ECB willing to help banks, not governments

@CNNMoneyInvest December 8, 2011: 6:10 PM ET
The ECB cut a key interest rate as economic conditions deteriorate in the wake of the deepening debt crisis.

The ECB cut a key interest rate as economic conditions deteriorate in the wake of the deepening debt crisis.

NEW YORK (CNNMoney) -- The European Central Bank took steps Thursday to revive the ailing European economy and ease credit conditions for troubled eurozone banks.

But ECB president Mario Draghi offered no indication that he is willing to intervene aggressively in the bond market, stressing that the onus is on European governments to resolve the debt crisis.

The comments came as Draghi prepares to meet with other European Union leaders later Thursday in Brussels for a crucial summit that many say could decide the fate of the euro currency.

The ECB has been under pressure to make large-scale purchases of government bonds to help prevent the spread of debt contagion in the euro area.

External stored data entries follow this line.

/// Everything one run of the bridge needs, validated up front so a bad
/// reload can be rejected without touching the running settings.
#[derive(Debug, Clone)]
struct Settings {
    spa: SpaConfig,
    mqtt_host: String,
    mqtt_port: u16,
    client_id: String,
    subscribe_topic: String,
    publish_topic: String,
    snapshot_interval: Duration,
}

impl Settings {
    fn load(path: &str) -> Result<Self> {
        let text = std::fs::read_to_string(path)
            .with_context(|| format!("Failed to read config file {path}"))?;
        let config: Config = toml::from_str(&text).context("Failed to parse config file")?;
        Self::from_config(config)
    }

    fn from_config(config: Config) -> Result<Self> {
        let (mqtt_host, mqtt_port) = parse_mqtt_url(&config.mqtt.url)?;
        let spa = SpaConfig::builder()
            .host(config.spa.host)
            .port(config.spa.port)
            .reconnect_delay_ms(config.spa.reconnect_delay_ms)
            .liveness_interval_ms(config.spa.liveness_interval_ms)
            .build();
        Ok(Self {
            spa,
            mqtt_host,
            mqtt_port,
            client_id: config.mqtt.client_id,
            subscribe_topic: config.mqtt.subscribe_topic,
            publish_topic: config.mqtt.publish_topic,
            snapshot_interval: Duration::from_secs(config.mqtt.snapshot_interval_secs.max(1)),
        })
    }
}

/// Split "mqtt://host:port" (or tcp://, or bare host:port) into its parts.
fn parse_mqtt_url(url: &str) -> Result<(String, u16)> {
    let address = ["mqtt://", "tcp://"]
        .iter()
        .find_map(|scheme| url.strip_prefix(scheme))
        .unwrap_or(url);
    let (host, port) = address
        .rsplit_once(':')
        .with_context(|| format!("MQTT URL '{url}' must look like mqtt://host:port"))?;
    let port = port
        .parse()
        .with_context(|| format!("Invalid MQTT port in '{url}'"))?;
    Ok((host.to_string(), port))
}

// ---------------------------------------------------------------------------
// MQTT JSON types
// ---------------------------------------------------------------------------

// Published messages share the flat {now, op, ...} shape

#[derive(Serialize)]
struct MqttSnapshot {
    now: u64,
    op: &'static str,
    state: MqttSpaState,
}

#[derive(Serialize)]
struct MqttSpaState {
    connection: String,
    #[serde(rename = "currentTemp")]
    current_temp: Option<u8>,
    #[serde(rename = "targetTemp")]
    target_temp: Option<u8>,
    range: Option<String>,
    heating: bool,
    #[serde(rename = "heatMode")]
    heat_mode: Option<String>,
    #[serde(rename = "filterMode")]
    filter_mode: bool,
    flow: String,
    #[serde(rename = "configKnown")]
    config_known: bool,
    pumps: Vec<MqttPumpState>,
    lights: Vec<MqttLightState>,
    #[serde(skip_serializing_if = "Option::is_none", rename = "lastFault")]
    last_fault: Option<String>,
}

#[derive(Serialize)]
struct MqttPumpState {
    id: u8,
    speed: Option<u8>,
    capability: Option<u8>,
}

#[derive(Serialize)]
struct MqttLightState {
    id: u8,
    on: Option<bool>,
    mode: Option<String>,
}

impl MqttSnapshot {
    fn new(state: &DeviceState, connection: ConnectionState) -> Self {
        // Slots known to be absent are left out; unknown ones are shown.
        let pumps = state
            .pumps()
            .filter(|p| p.capability() != Some(0))
            .map(|p| MqttPumpState {
                id: p.id,
                speed: p.speed(),
                capability: p.capability(),
            })
            .collect();
        let lights = state
            .lights()
            .filter(|l| l.present != Some(false))
            .map(|l| MqttLightState {
                id: l.id,
                on: l.is_on(),
                mode: l.mode.map(|m| m.to_string()),
            })
            .collect();

        Self {
            now: now_epoch_ms(),
            op: "SNAPSHOT",
            state: MqttSpaState {
                connection: connection.to_string(),
                current_temp: state.current_temperature(),
                target_temp: state.target_temperature(),
                range: state.range().map(|r| r.to_string()),
                heating: state.is_heating(),
                heat_mode: state.heat_mode().map(|m| m.to_string()),
                filter_mode: state.is_filter_mode(),
                flow: state.flow_health().to_string(),
                config_known: state.is_configuration_known(),
                pumps,
                lights,
                last_fault: state.last_fault().map(|f| f.to_string()),
            },
        }
    }
}

// {now, op} on its own, or a CMD_ACK carrying the request and any reply data
#[derive(Serialize)]
struct MqttNotice {
    now: u64,
    op: &'static str,
    #[serde(skip_serializing_if = "Option::is_none")]
    success: Option<bool>,
    #[serde(skip_serializing_if = "Option::is_none")]
    src: Option<serde_json::Value>,
    #[serde(skip_serializing_if = "Option::is_none")]
    data: Option<serde_json::Value>,
}

// Inbound command (subscribed), selected by its "op" field
#[derive(Debug, Deserialize, PartialEq)]
#[serde(tag = "op", rename_all = "SCREAMING_SNAKE_CASE")]
enum MqttCommand {
    Snapshot,
    Ping,
    SetTemp { temperature: u8 },
    SetPump { pump: u8, speed: u8 },
    SetLight { light: u8, on: bool },
}

impl MqttCommand {
    /// The library command behind this request, if it is one.
    fn to_spa_command(&self) -> Option<SpaCommand> {
        match *self {
            Self::SetTemp { temperature } => Some(SpaCommand::SetTargetTemperature(temperature)),
            Self::SetPump { pump, speed } => Some(SpaCommand::SetPumpSpeed { pump, speed }),
            Self::SetLight { light, on } => Some(SpaCommand::SetLight { light, on }),
            Self::Snapshot | Self::Ping => None,
        }
    }
}

fn now_epoch_ms() -> u64 {
    Utc::now().timestamp_millis() as u64
}

// ---------------------------------------------------------------------------
// Publisher
// ---------------------------------------------------------------------------

/// The MQTT client plus the topic everything is published on.
#[derive(Clone)]
struct Publisher {
    client: AsyncClient,
    topic: String,
}

impl Publisher {
    async fn json(&self, payload: &impl Serialize, retain: bool) {
        let body = match serde_json::to_vec(payload) {
            Ok(body) => body,
            Err(e) => {
                error!("Failed to serialize MQTT payload: {e}");
                return;
            }
        };
        if let Err(e) = self.client.publish(&self.topic, QoS::AtLeastOnce, retain, body).await {
            error!("Failed to publish to {}: {e}", self.topic);
        }
    }

    async fn notice(&self, op: &'static str) {
        let msg = MqttNotice {
            now: now_epoch_ms(),
            op,
            success: None,
            src: None,
            data: None,
        };
        self.json(&msg, false).await;
    }

    async fn ack(
        &self,
        success: bool,
        src: Option<serde_json::Value>,
        data: Option<serde_json::Value>,
    ) {
        let msg = MqttNotice {
            now: now_epoch_ms(),
            op: "CMD_ACK",
            success: Some(success),
            src,
            data,
        };
        self.json(&msg, false).await;
    }

    /// Publish the retained snapshot and hand it back for callers that echo it.
    async fn snapshot(&self, spa: &SpaClient) -> MqttSnapshot {
        let snapshot = MqttSnapshot::new(&spa.state(), spa.connection_state());
        self.json(&snapshot, true).await;
        snapshot
    }
}

// ---------------------------------------------------------------------------
// Spa events → MQTT
// ---------------------------------------------------------------------------

async fn forward_events(mut rx: EventReceiver, publisher: Publisher, spa: Arc<SpaClient>) {
    loop {
        match rx.recv().await {
            Ok(SpaEvent::Connected) => {
                info!("Spa connected");
                publisher.notice("CONNECTED").await;
            }
            Ok(SpaEvent::Disconnected) => {
                warn!("Spa disconnected");
                publisher.notice("DISCONNECTED").await;
                publisher.snapshot(&spa).await;
            }
            Ok(SpaEvent::Reconnected | SpaEvent::ConfigurationKnown) => {
                info!("Spa state reset ({}), publishing snapshot", spa.state().summary());
                publisher.snapshot(&spa).await;
            }
            Ok(SpaEvent::StateChanged) => {
                debug!("Spa state: {}", spa.state());
                publisher.snapshot(&spa).await;
            }
            Err(RecvError::Lagged(n)) => {
                // Snapshots are absolute, so one fresh one covers the gap.
                warn!("Spa event receiver lagged by {n} events");
                publisher.snapshot(&spa).await;
            }
            Err(RecvError::Closed) => {
                info!("Spa event channel closed");
                break;
            }
        }
    }
}

async fn publish_periodically(period: Duration, publisher: Publisher, spa: Arc<SpaClient>) {
    let mut ticker = interval(period);
    // The immediate first tick is covered by the startup snapshot.
    ticker.tick().await;
    loop {
        ticker.tick().await;
        publisher.snapshot(&spa).await;
    }
}

// ---------------------------------------------------------------------------
// MQTT → spa commands
// ---------------------------------------------------------------------------

async fn handle_command(payload: &str, publisher: &Publisher, spa: &SpaClient) {
    // Echoed back in the ack so callers can match it to their request
    let src = serde_json::from_str::<serde_json::Value>(payload).ok();

    let command = match serde_json::from_str::<MqttCommand>(payload) {
        Ok(command) => command,
        Err(e) => {
            warn!("Rejecting MQTT command {payload}: {e}");
            publisher.ack(false, src, None).await;
            return;
        }
    };

    match command {
        MqttCommand::Snapshot => {
            debug!("MQTT command: snapshot");
            let snapshot = publisher.snapshot(spa).await;
            publisher.ack(true, src, serde_json::to_value(&snapshot).ok()).await;
        }
        MqttCommand::Ping => {
            info!("MQTT command: ping");
            publisher.ack(true, src, None).await;
        }
        other => {
            let Some(spa_command) = other.to_spa_command() else {
                return;
            };
            info!("MQTT command: {spa_command}");
            let success = match spa.send_command(spa_command).await {
                Ok(()) => true,
                Err(e) => {
                    error!("'{spa_command}' failed: {e}");
                    false
                }
            };
            publisher.ack(success, src, None).await;
        }
    }
}

async fn serve_mqtt(
    mut eventloop: EventLoop,
    publisher: Publisher,
    command_topic: String,
    spa: Arc<SpaClient>,
) {
    loop {
        match eventloop.poll().await {
            Ok(Event::Incoming(Packet::ConnAck(_))) => {
                // Subscriptions do not survive a broker reconnect in rumqttc.
                info!("MQTT: connected, subscribing to {command_topic}");
                if let Err(e) = publisher.client.subscribe(&command_topic, QoS::AtLeastOnce).await {
                    error!("MQTT: subscribe to {command_topic} failed: {e}");
                }
            }
            Ok(Event::Incoming(Packet::Publish(msg))) if msg.topic == command_topic => {
                let payload = String::from_utf8_lossy(&msg.payload);
                handle_command(&payload, &publisher, &spa).await;
            }
            Ok(_) => {}
            Err(e) => {
                error!("MQTT: connection error: {e}");
                tokio::time::sleep(Duration::from_secs(1)).await;
            }
        }
    }
}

But Draghi has repeatedly said that the ECB's only mandate is to manage inflation and EU treaties prohibit it from financing governments outright.

"There should be this respect of the spirit of the treaty always in our minds," he said.

Draghi also rejected a proposal to funnel loans from the ECB or individual European central banks into the International Monetary Fund.

"If the IMF were to use this money exclusively to buy bonds in the euro area we think it's not compatible with the treaty," he said.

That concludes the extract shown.